Weiner’s dissembling — he’s constantly lying, then admitting he lied, but then also leaving some things out, and then admitting he left things out, and then wondering why people care so much — is exhausting for a viewer; I can’t begin to imagine what it was like to live with that day in and day out. But the political wife is between a rock and a hard place. Stand by your man, and you’re subject to speculation about why you put up with his bullshit; leave him, and you’re not only unforgiving, but you’ve also just broken up your family. Whether you see yourself as a feminist or not, there’s still no right answer. And of course, in part because Abedin works for Hillary Clinton, it’s all too easy to draw the parallel between Hillary sticking by Bill and Abedin (until now) sticking by Weiner. Just last month, Vanity Fair published a story headlined “How Is Huma Abedin Still Married to Anthony Weiner?”
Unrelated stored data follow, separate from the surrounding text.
use axum::extract::State;
use axum::http::StatusCode;
use axum::Json;
use wastewise_core::types::WasteLog;
use wastewise_core::validate::LogInput;

use super::{blocking, parse_body};
use crate::auth::AuthUser;
use crate::error::AppError;
use crate::state::AppState;

/// POST /api/waste-logs: record one day of waste.
pub async fn create_waste_log(
    State(app): State<AppState>,
    AuthUser(user): AuthUser,
    Json(body): Json<serde_json::Value>,
) -> Result<(StatusCode, Json<serde_json::Value>), AppError> {
    let input: LogInput = parse_body(body)?;
    let record = input.validate(chrono::Utc::now().date_naive())?;
    let log = WasteLog::new(user.id, record);

    let store = app.store.clone();
    let saved = log.clone();
    blocking(move || store.insert_waste_log(&saved)).await?;

    tracing::info!(user = %user.email, date = %log.record.date, total_kg = log.record.total_kg, "logged waste");
    Ok((StatusCode::CREATED, Json(serde_json::json!({ "log": log }))))
}

/// GET /api/waste-logs: the caller's logs, newest date first.
pub async fn list_waste_logs(
    State(app): State<AppState>,
    AuthUser(user): AuthUser,
) -> Result<Json<serde_json::Value>, AppError> {
    let store = app.store.clone();
    let logs = blocking(move || store.waste_logs_for(user.id)).await?;
    Ok(Json(serde_json::json!({ "logs": logs })))
}
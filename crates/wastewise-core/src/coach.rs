//! Coaching context and prompt construction.
//!
//! The network call lives in the server; this module only decides what the
//! coach is told and what the offline coach says back.

use crate::types::{DailyLogRecord, User};
use serde::{Deserialize, Serialize};

pub const RECOMMENDATION_CATEGORY: &str = "coach";
pub const GREETING: &str = "Hello! I'm your WasteWise AI Coach. I'm here to help you reduce waste and build sustainable habits. How can I assist you today?";

#[derive(Debug, Clone, Copy, PartialEq, Eq, Serialize, Deserialize)]
#[serde(rename_all = "lowercase")]
pub enum ChatRole {
    User,
    Assistant,
}

/// A prior message in the conversation, as sent by the chat client.
#[derive(Debug, Clone, PartialEq, Serialize, Deserialize)]
pub struct ChatTurn {
    pub role: ChatRole,
    pub content: String,
}

/// What the coach knows about the household.
#[derive(Debug, Clone, PartialEq)]
pub struct CoachContext {
    pub avg_daily_waste_kg: f64,
    pub household_size: u32,
    pub log_count: usize,
    pub avg_plastic_kg: f64,
}

impl CoachContext {
    pub fn from_logs(logs: &[DailyLogRecord], user: Option<&User>) -> Self {
        let count = logs.len();
        let divisor = count.max(1) as f64;
        let total: f64 = logs.iter().map(|l| l.total_kg).sum();
        let plastic: f64 = logs.iter().map(|l| l.plastic_kg).sum();
        Self {
            avg_daily_waste_kg: total / divisor,
            household_size: user.map(|u| u.household_size).unwrap_or(1),
            log_count: count,
            avg_plastic_kg: plastic / divisor,
        }
    }
}

pub fn system_prompt(ctx: &CoachContext) -> String {
    format!(
        "You are an expert waste management coach helping Indian households reduce waste sustainably. \n\
Your role is to provide personalized, actionable advice based on the user's waste patterns.\n\
\n\
User Context:\n\
- Daily waste average: {avg:.1} kg\n\
- Household size: {size} people\n\
- Recent logs: {count} entries\n\
\n\
Guidelines:\n\
1. Be encouraging and celebrate small wins\n\
2. Provide specific, actionable recommendations\n\
3. Reference Indian context and local solutions\n\
4. Focus on waste reduction, composting, and sustainable practices\n\
5. Use relatable examples and analogies\n\
6. Ask clarifying questions to understand their situation better\n\
7. Suggest habits that can compound over time\n\
\n\
Respond helpfully and conversationally.",
        avg = ctx.avg_daily_waste_kg,
        size = ctx.household_size,
        count = ctx.log_count,
    )
}

fn is_greeting(lower: &str) -> bool {
    let word = lower.trim().trim_end_matches(['!', '.', '?']);
    matches!(word, "hi" | "hello" | "hey" | "namaste")
}

/// Deterministic reply used when no generative backend is configured.
///
/// A bare greeting that opens a conversation gets the coach's introduction.
pub fn canned_reply(ctx: &CoachContext, history: &[ChatTurn], message: &str) -> String {
    let lower = message.to_lowercase();
    if history.is_empty() && is_greeting(&lower) {
        return GREETING.to_string();
    }
    let mut reply = String::new();

    if ctx.log_count == 0 {
        reply.push_str(
            "I don't see any waste logs yet. Log a few days of kitchen, plastic, paper and garden waste so I can tailor my advice. ",
        );
    } else {
        let per_person = ctx.avg_daily_waste_kg / ctx.household_size.max(1) as f64;
        reply.push_str(&format!(
            "Your household of {} averages {:.1} kg of waste a day ({:.1} kg per person) over your last {} logs. ",
            ctx.household_size, ctx.avg_daily_waste_kg, per_person, ctx.log_count
        ));
    }

    let tip = if lower.contains("plastic") || lower.contains("bag") {
        "Carry a cloth bag and steel containers for market trips, and buy staples like dal and rice loose from the kirana store to cut packaging."
    } else if lower.contains("compost") || lower.contains("kitchen") || lower.contains("food") {
        "Start a two-bin compost: one for fresh vegetable peels and tea leaves, one resting. Mix in dry leaves or shredded newspaper to keep it from smelling."
    } else if lower.contains("paper") {
        "Flatten cartons and newspapers and hand them to your local raddiwala; paper is one of the easiest streams to recycle for cash."
    } else if ctx.avg_plastic_kg > 0.0 && ctx.avg_plastic_kg > 0.3 * ctx.avg_daily_waste_kg {
        "Plastic is a big share of your waste right now. Swapping packaged snacks and single-use bags for refillable options is the quickest win."
    } else {
        "Separate wet and dry waste at the source. Wet waste can feed a biogas digester or compost bin, and clean dry waste goes to recycling."
    };
    reply.push_str(tip);
    reply.push_str(" What would you like to work on this week?");
    reply
}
Her decision to finally leave, then, has echoes less of Hillary (who of course is still married to Bill) than of Silda Wall Spitzer, the ex-wife of disgraced former New York Gov. Eliot Spitzer, who was caught as a regular customer (“Client #9”) of what was described as a “high-class prostitution ring.” Initially, Silda stood by Eliot, who resigned as governor. Her bridge too far was discovering that her husband was having an affair not with a prostitute, but with a much younger political operative named Lis Smith — who in turn gave Eliot the boot two months before he allegedly assaulted a woman at the Plaza Hotel, who promptly fled to Russia when the news came out; the woman, who was allegedly a $5,000-per-night escort, later retracted the accusation.

Today, Silda Wall Spitzer is the director of a private equity firm that invests in environmentally friendly companies. She got a very, very nice divorce settlement from her ex-husband. And post-divorce, she's quietly become a political force in her own right, as the Wall Street Journal wrote in May in a story headlined "Silda Wall Spitzer Carves Her Own Path in Politics." The same story notes that a Clinton spokesman said, “Mrs. Clinton appreciates her support and friendship.” (How much should we read into that brief statement? Who knows!)

Recently, a new, glowing profile of Abedin came out in the September issue of Vogue. It disposes of the documentary and Weiner himself in a couple of paragraphs; the rest of the story is concerned with how vital she is to Hillary Clinton's campaign: "Powerful, glamorous, and ubiquitous, Abedin is in many ways the engine at the center of Clinton’s well-run machine, crucial and yet largely out of sight," and concludes that "it is widely assumed that if Hillary Clinton is elected president, Huma Abedin will be her chief of staff."

There's no way that Abedin could have predicted exactly when more revelations about her husband were going to come out, but there's no doubt that she knew she needed to both do damage control from the documentary and reassert her position of power. As William Cohan pointed out in a January Vanity Fair piece, it's a fiction that Abedin is "notoriously private" — "Like many other political operatives, she appears in the media when it suits her agenda" — and Abedin has long turned to Vogue when she needed a story about how she's both great at her job and looks great doing it. What the Vogue profile makes more than abundantly clear is just how much more Anthony Weiner needed Huma Abedin than Huma Abedin ever needed Anthony Weiner.